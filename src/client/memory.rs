//! In-memory resource client.
//!
//! A thread-safe reference implementation of [`ResourceClient`] for tests
//! and embedded use. It enforces the same contract the engine relies on from
//! a real backend: monotonic resource versions, a stale-token conflict on
//! update, and classified errors throughout. Field-manager ownership
//! tracking is not modeled; apply-type patches upsert the full object.

use std::collections::HashMap;
use std::sync::atomic::{AtomicU64, Ordering};
use std::sync::RwLock;

use async_trait::async_trait;
use serde_json::Value;

use crate::client::{DeleteOptions, ListOptions, PatchKind, PatchRequest, ResourceClient};
use crate::error::ClientError;
use crate::object::RemoteObject;
use crate::reference::ResourceRef;

fn lock_err(context: &'static str) -> ClientError {
    ClientError::internal(format!("poisoned lock: {context}"))
}

fn object_key(resource: &ResourceRef) -> String {
    scope_key(resource, &resource.name)
}

fn scope_key(resource: &ResourceRef, name: &str) -> String {
    format!(
        "{}/{}/{}/{}/{}",
        resource.group,
        resource.version,
        resource.resource,
        resource.namespace.as_deref().unwrap_or(""),
        name,
    )
}

fn scope_prefix(resource: &ResourceRef) -> String {
    scope_key(resource, "")
}

/// Applies JSON merge-patch semantics: objects recurse, `null` removes the
/// key, anything else replaces.
fn merge_value(target: &mut Value, patch: &Value) {
    let Some(patch_map) = patch.as_object() else {
        *target = patch.clone();
        return;
    };

    if !target.is_object() {
        *target = Value::Object(serde_json::Map::new());
    }
    let target_map = target.as_object_mut().expect("just ensured object");

    for (key, patch_entry) in patch_map {
        if patch_entry.is_null() {
            target_map.remove(key);
        } else if patch_entry.is_object() {
            let entry = target_map
                .entry(key.clone())
                .or_insert_with(|| Value::Object(serde_json::Map::new()));
            merge_value(entry, patch_entry);
        } else {
            target_map.insert(key.clone(), patch_entry.clone());
        }
    }
}

/// Thread-safe in-memory [`ResourceClient`].
#[derive(Debug, Default)]
pub struct MemoryClient {
    objects: RwLock<HashMap<String, RemoteObject>>,
    next_version: AtomicU64,
    next_uid: AtomicU64,
}

impl MemoryClient {
    /// Creates an empty client.
    #[must_use]
    pub fn new() -> Self {
        Self::default()
    }

    /// Number of stored objects, across all scopes.
    ///
    /// # Panics
    /// Panics if the internal lock is poisoned.
    #[must_use]
    pub fn len(&self) -> usize {
        self.objects.read().expect("memory client lock").len()
    }

    /// Returns true if no objects are stored.
    #[must_use]
    pub fn is_empty(&self) -> bool {
        self.len() == 0
    }

    /// Seeds an object directly, bypassing create semantics. Test helper.
    ///
    /// # Panics
    /// Panics if the internal lock is poisoned.
    pub fn seed(&self, resource: &ResourceRef, object: RemoteObject) {
        let mut stored = object;
        self.assign_server_fields(&mut stored, true);
        self.objects
            .write()
            .expect("memory client lock")
            .insert(object_key(resource), stored);
    }

    fn assign_server_fields(&self, object: &mut RemoteObject, fresh_uid: bool) {
        let version = self.next_version.fetch_add(1, Ordering::SeqCst) + 1;
        object.metadata.resource_version = Some(version.to_string());
        if fresh_uid {
            let uid = self.next_uid.fetch_add(1, Ordering::SeqCst) + 1;
            object.metadata.uid = Some(format!("mem-{uid}"));
            object.metadata.generation = Some(1);
        }
    }

    fn bump(&self, object: &mut RemoteObject, spec_changed: bool) {
        let version = self.next_version.fetch_add(1, Ordering::SeqCst) + 1;
        object.metadata.resource_version = Some(version.to_string());
        if spec_changed {
            object.metadata.generation = Some(object.metadata.generation.unwrap_or(0) + 1);
        }
    }

    fn apply_merge_patch(stored: &mut RemoteObject, body: &Value) -> Result<bool, ClientError> {
        let Some(map) = body.as_object() else {
            return Err(ClientError::invalid("merge patch body must be an object"));
        };

        let mut spec_changed = false;
        for (key, entry) in map {
            match key.as_str() {
                "spec" => {
                    let before = stored.spec.clone();
                    merge_value(&mut stored.spec, entry);
                    spec_changed |= stored.spec != before;
                }
                "metadata" => {
                    let Some(meta) = entry.as_object() else {
                        return Err(ClientError::invalid("metadata patch must be an object"));
                    };
                    for (meta_key, meta_entry) in meta {
                        let target = match meta_key.as_str() {
                            "labels" => &mut stored.metadata.labels,
                            "annotations" => &mut stored.metadata.annotations,
                            other => {
                                return Err(ClientError::invalid(format!(
                                    "metadata.{other} is not patchable"
                                )));
                            }
                        };
                        let Some(entries) = meta_entry.as_object() else {
                            return Err(ClientError::invalid(format!(
                                "metadata.{meta_key} patch must be an object"
                            )));
                        };
                        for (k, v) in entries {
                            match v {
                                Value::Null => {
                                    target.remove(k);
                                }
                                Value::String(s) => {
                                    target.insert(k.clone(), s.clone());
                                }
                                other => {
                                    target.insert(k.clone(), other.to_string());
                                }
                            }
                        }
                    }
                }
                other => {
                    return Err(ClientError::invalid(format!(
                        "{other} is not part of the mutable substructure"
                    )));
                }
            }
        }
        Ok(spec_changed)
    }
}

#[async_trait]
impl ResourceClient for MemoryClient {
    async fn get(&self, resource: &ResourceRef) -> Result<RemoteObject, ClientError> {
        let objects = self.objects.read().map_err(|_| lock_err("get"))?;
        objects
            .get(&object_key(resource))
            .cloned()
            .ok_or_else(|| ClientError::not_found(resource.to_string()))
    }

    async fn list(
        &self,
        resource: &ResourceRef,
        opts: &ListOptions,
    ) -> Result<Vec<RemoteObject>, ClientError> {
        let objects = self.objects.read().map_err(|_| lock_err("list"))?;
        let prefix = scope_prefix(resource);
        let mut matches: Vec<RemoteObject> = objects
            .iter()
            .filter(|(key, _)| key.starts_with(&prefix))
            .map(|(_, obj)| obj)
            .filter(|obj| {
                opts.label_selector
                    .iter()
                    .all(|(k, v)| obj.metadata.labels.get(k) == Some(v))
            })
            .cloned()
            .collect();
        matches.sort_by(|a, b| a.metadata.name.cmp(&b.metadata.name));
        Ok(matches)
    }

    async fn create(
        &self,
        resource: &ResourceRef,
        object: &RemoteObject,
    ) -> Result<RemoteObject, ClientError> {
        let mut objects = self.objects.write().map_err(|_| lock_err("create"))?;
        let key = object_key(resource);
        if objects.contains_key(&key) {
            return Err(ClientError::conflict(format!(
                "{resource} already exists"
            )));
        }

        let mut stored = object.clone();
        stored.status = Value::Null;
        self.assign_server_fields(&mut stored, true);
        objects.insert(key, stored.clone());
        Ok(stored)
    }

    async fn update(
        &self,
        resource: &ResourceRef,
        object: &RemoteObject,
    ) -> Result<RemoteObject, ClientError> {
        let mut objects = self.objects.write().map_err(|_| lock_err("update"))?;
        let key = object_key(resource);
        let Some(existing) = objects.get(&key) else {
            return Err(ClientError::not_found(resource.to_string()));
        };

        // Optimistic-concurrency precondition: a stale token is rejected.
        if let Some(token) = &object.metadata.resource_version {
            if existing.metadata.resource_version.as_ref() != Some(token) {
                return Err(ClientError::conflict(format!(
                    "{resource}: stale resource version {token}"
                )));
            }
        }

        let spec_changed = existing.spec != object.spec;
        let mut stored = object.clone();
        // Server-owned fields survive the replace.
        stored.status = existing.status.clone();
        stored.metadata.uid = existing.metadata.uid.clone();
        stored.metadata.generation = existing.metadata.generation;
        self.bump(&mut stored, spec_changed);
        objects.insert(key, stored.clone());
        Ok(stored)
    }

    async fn patch(
        &self,
        resource: &ResourceRef,
        request: &PatchRequest,
    ) -> Result<RemoteObject, ClientError> {
        let mut objects = self.objects.write().map_err(|_| lock_err("patch"))?;
        let key = object_key(resource);

        match &request.kind {
            PatchKind::Merge => {
                let Some(stored) = objects.get_mut(&key) else {
                    return Err(ClientError::not_found(resource.to_string()));
                };
                let spec_changed = Self::apply_merge_patch(stored, &request.body)?;
                let mut updated = stored.clone();
                self.bump(&mut updated, spec_changed);
                objects.insert(key, updated.clone());
                Ok(updated)
            }
            PatchKind::Apply { .. } => {
                let incoming: RemoteObject = serde_json::from_value(request.body.clone())
                    .map_err(|e| ClientError::invalid(format!("apply patch body: {e}")))?;

                match objects.get(&key) {
                    None => {
                        let mut stored = incoming;
                        stored.status = Value::Null;
                        self.assign_server_fields(&mut stored, true);
                        objects.insert(key, stored.clone());
                        Ok(stored)
                    }
                    Some(existing) => {
                        let spec_changed = existing.spec != incoming.spec;
                        let mut stored = incoming;
                        stored.status = existing.status.clone();
                        stored.metadata.uid = existing.metadata.uid.clone();
                        stored.metadata.generation = existing.metadata.generation;
                        self.bump(&mut stored, spec_changed);
                        objects.insert(key, stored.clone());
                        Ok(stored)
                    }
                }
            }
        }
    }

    async fn delete(
        &self,
        resource: &ResourceRef,
        _opts: &DeleteOptions,
    ) -> Result<(), ClientError> {
        let mut objects = self.objects.write().map_err(|_| lock_err("delete"))?;
        if objects.remove(&object_key(resource)).is_none() {
            return Err(ClientError::not_found(resource.to_string()));
        }
        Ok(())
    }
}
//! Mutable-substructure diffing for strategic merge.
//!
//! Compares the parts of an object a control plane legitimately owns (spec,
//! labels, annotations) and emits a merge patch containing only the changed
//! substructure. Server-managed metadata never enters the comparison, so an
//! object that differs only in status or version tokens diffs as empty.
//!
//! Keys present downstream but absent from the desired object are left in
//! place: other actors may own them. A host that wants exclusive ownership
//! of the whole object uses the replace or server-side-apply strategies.

use std::collections::BTreeMap;

use serde_json::{Map, Value};

use crate::object::RemoteObject;

/// Computes the merge patch that converges `existing`'s mutable substructure
/// to `desired`'s. Returns `None` when they already match.
#[must_use]
pub fn merge_patch(existing: &RemoteObject, desired: &RemoteObject) -> Option<Value> {
    let mut patch = Map::new();

    let mut metadata = Map::new();
    if let Some(labels) = map_diff(&existing.metadata.labels, &desired.metadata.labels) {
        metadata.insert("labels".to_string(), labels);
    }
    if let Some(annotations) = map_diff(
        &existing.metadata.annotations,
        &desired.metadata.annotations,
    ) {
        metadata.insert("annotations".to_string(), annotations);
    }
    if !metadata.is_empty() {
        patch.insert("metadata".to_string(), Value::Object(metadata));
    }

    if let Some(spec) = value_diff(&existing.spec, &desired.spec) {
        patch.insert("spec".to_string(), spec);
    }

    if patch.is_empty() {
        None
    } else {
        Some(Value::Object(patch))
    }
}

/// String-map diff: every desired entry that is absent or different in
/// `existing`. Additive only.
fn map_diff(
    existing: &BTreeMap<String, String>,
    desired: &BTreeMap<String, String>,
) -> Option<Value> {
    let changed: Map<String, Value> = desired
        .iter()
        .filter(|(k, v)| existing.get(*k) != Some(v))
        .map(|(k, v)| (k.clone(), Value::String(v.clone())))
        .collect();

    if changed.is_empty() {
        None
    } else {
        Some(Value::Object(changed))
    }
}

/// Recursive JSON diff: for object pairs, descend per desired key; for
/// anything else, the desired value replaces on inequality.
fn value_diff(existing: &Value, desired: &Value) -> Option<Value> {
    match (existing, desired) {
        (Value::Object(existing_map), Value::Object(desired_map)) => {
            let mut changed = Map::new();
            for (key, desired_entry) in desired_map {
                match existing_map.get(key) {
                    Some(existing_entry) => {
                        if let Some(diff) = value_diff(existing_entry, desired_entry) {
                            changed.insert(key.clone(), diff);
                        }
                    }
                    None => {
                        changed.insert(key.clone(), desired_entry.clone());
                    }
                }
            }
            if changed.is_empty() {
                None
            } else {
                Some(Value::Object(changed))
            }
        }
        _ => {
            if existing == desired {
                None
            } else {
                Some(desired.clone())
            }
        }
    }
}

Task statement
Find the string "RwLock" in the entries above and return each line that holds it.

Reply
use std::sync::RwLock;
    objects: RwLock<HashMap<String, RemoteObject>>,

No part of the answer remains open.